- [Goal of the exercise] Keeping every character as it is, transcribe the entries below.

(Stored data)
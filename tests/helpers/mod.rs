//! Shared tree fixtures for the integration tests.

#![allow(dead_code)]

use rtftree::{DocumentTree, RtfNode};

/// A small but complete document.
pub const HELLO_DOCUMENT: &str = r"{\rtf1\ansi\ansicpg1252\deff0{\fonttbl{\f0 Arial;}}\f0\fs24 Hello \b world\b0 !\par}";

/// `Root → Group → [\rtf1, "Hello"]`
pub fn hello_tree() -> DocumentTree {
    let tree = DocumentTree::new();
    let group = RtfNode::group();
    group.append_child(RtfNode::keyword("rtf", Some(1)));
    group.append_child(RtfNode::text("Hello"));
    tree.root().append_child(group);
    tree
}

/// A group with `\b` at depth one, two and three, separated by text.
///
/// ```text
/// {\b one{\i\b two{\b three}}}
/// ```
pub fn nested_bold_tree() -> DocumentTree {
    let tree = DocumentTree::new();
    let top = RtfNode::group();
    top.append_child(RtfNode::keyword("b", None));
    top.append_child(RtfNode::text("one"));

    let middle = RtfNode::group();
    middle.append_child(RtfNode::keyword("i", None));
    middle.append_child(RtfNode::keyword("b", None));
    middle.append_child(RtfNode::text("two"));

    let inner = RtfNode::group();
    inner.append_child(RtfNode::keyword("b", None));
    inner.append_child(RtfNode::text("three"));

    middle.append_child(inner);
    top.append_child(middle);
    tree.root().append_child(top);
    tree
}

/// Keys of a node's direct children.
pub fn child_keys(node: &RtfNode) -> Vec<String> {
    node.child_nodes().iter().map(|n| n.key().to_string()).collect()
}

/// Every node below `node`, pre-order.
pub fn preorder(node: &RtfNode) -> Vec<RtfNode> {
    let mut out = Vec::new();
    for child in node.child_nodes().iter() {
        out.push(child.clone());
        out.extend(preorder(&child));
    }
    out
}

- [Task result]
filename tests/helpers/mod.rs
//! Shared tree fixtures for the integration tests.

#![allow(dead_code)]

use rtftree::{DocumentTree, RtfNode};

/// A small but complete document.
pub const HELLO_DOCUMENT: &str = r"{\rtf1\ansi\ansicpg1252\deff0{\fonttbl{\f0 Arial;}}\f0\fs24 Hello \b world\b0 !\par}";

/// `Root → Group → [\rtf1, "Hello"]`
pub fn hello_tree() -> DocumentTree {
    let tree = DocumentTree::new();
    let group = RtfNode::group();
    group.append_child(RtfNode::keyword("rtf", Some(1)));
    group.append_child(RtfNode::text("Hello"));
    tree.root().append_child(group);
    tree
}

/// A group with `\b` at depth one, two and three, separated by text.
///
/// ```text
/// {\b one{\i\b two{\b three}}}
/// ```
pub fn nested_bold_tree() -> DocumentTree {
    let tree = DocumentTree::new();
    let top = RtfNode::group();
    top.append_child(RtfNode::keyword("b", None));
    top.append_child(RtfNode::text("one"));

    let middle = RtfNode::group();
    middle.append_child(RtfNode::keyword("i", None));
    middle.append_child(RtfNode::keyword("b", None));
    middle.append_child(RtfNode::text("two"));

    let inner = RtfNode::group();
    inner.append_child(RtfNode::keyword("b", None));
    inner.append_child(RtfNode::text("three"));

    middle.append_child(inner);
    top.append_child(middle);
    tree.root().append_child(top);
    tree
}

/// Keys of a node's direct children.
pub fn child_keys(node: &RtfNode) -> Vec<String> {
    node.child_nodes().iter().map(|n| n.key().to_string()).collect()
}

/// Every node below `node`, pre-order.
pub fn preorder(node: &RtfNode) -> Vec<RtfNode> {
    let mut out = Vec::new();
    for child in node.child_nodes().iter() {
        out.push(child.clone());
        out.extend(preorder(&child));
    }
    out
}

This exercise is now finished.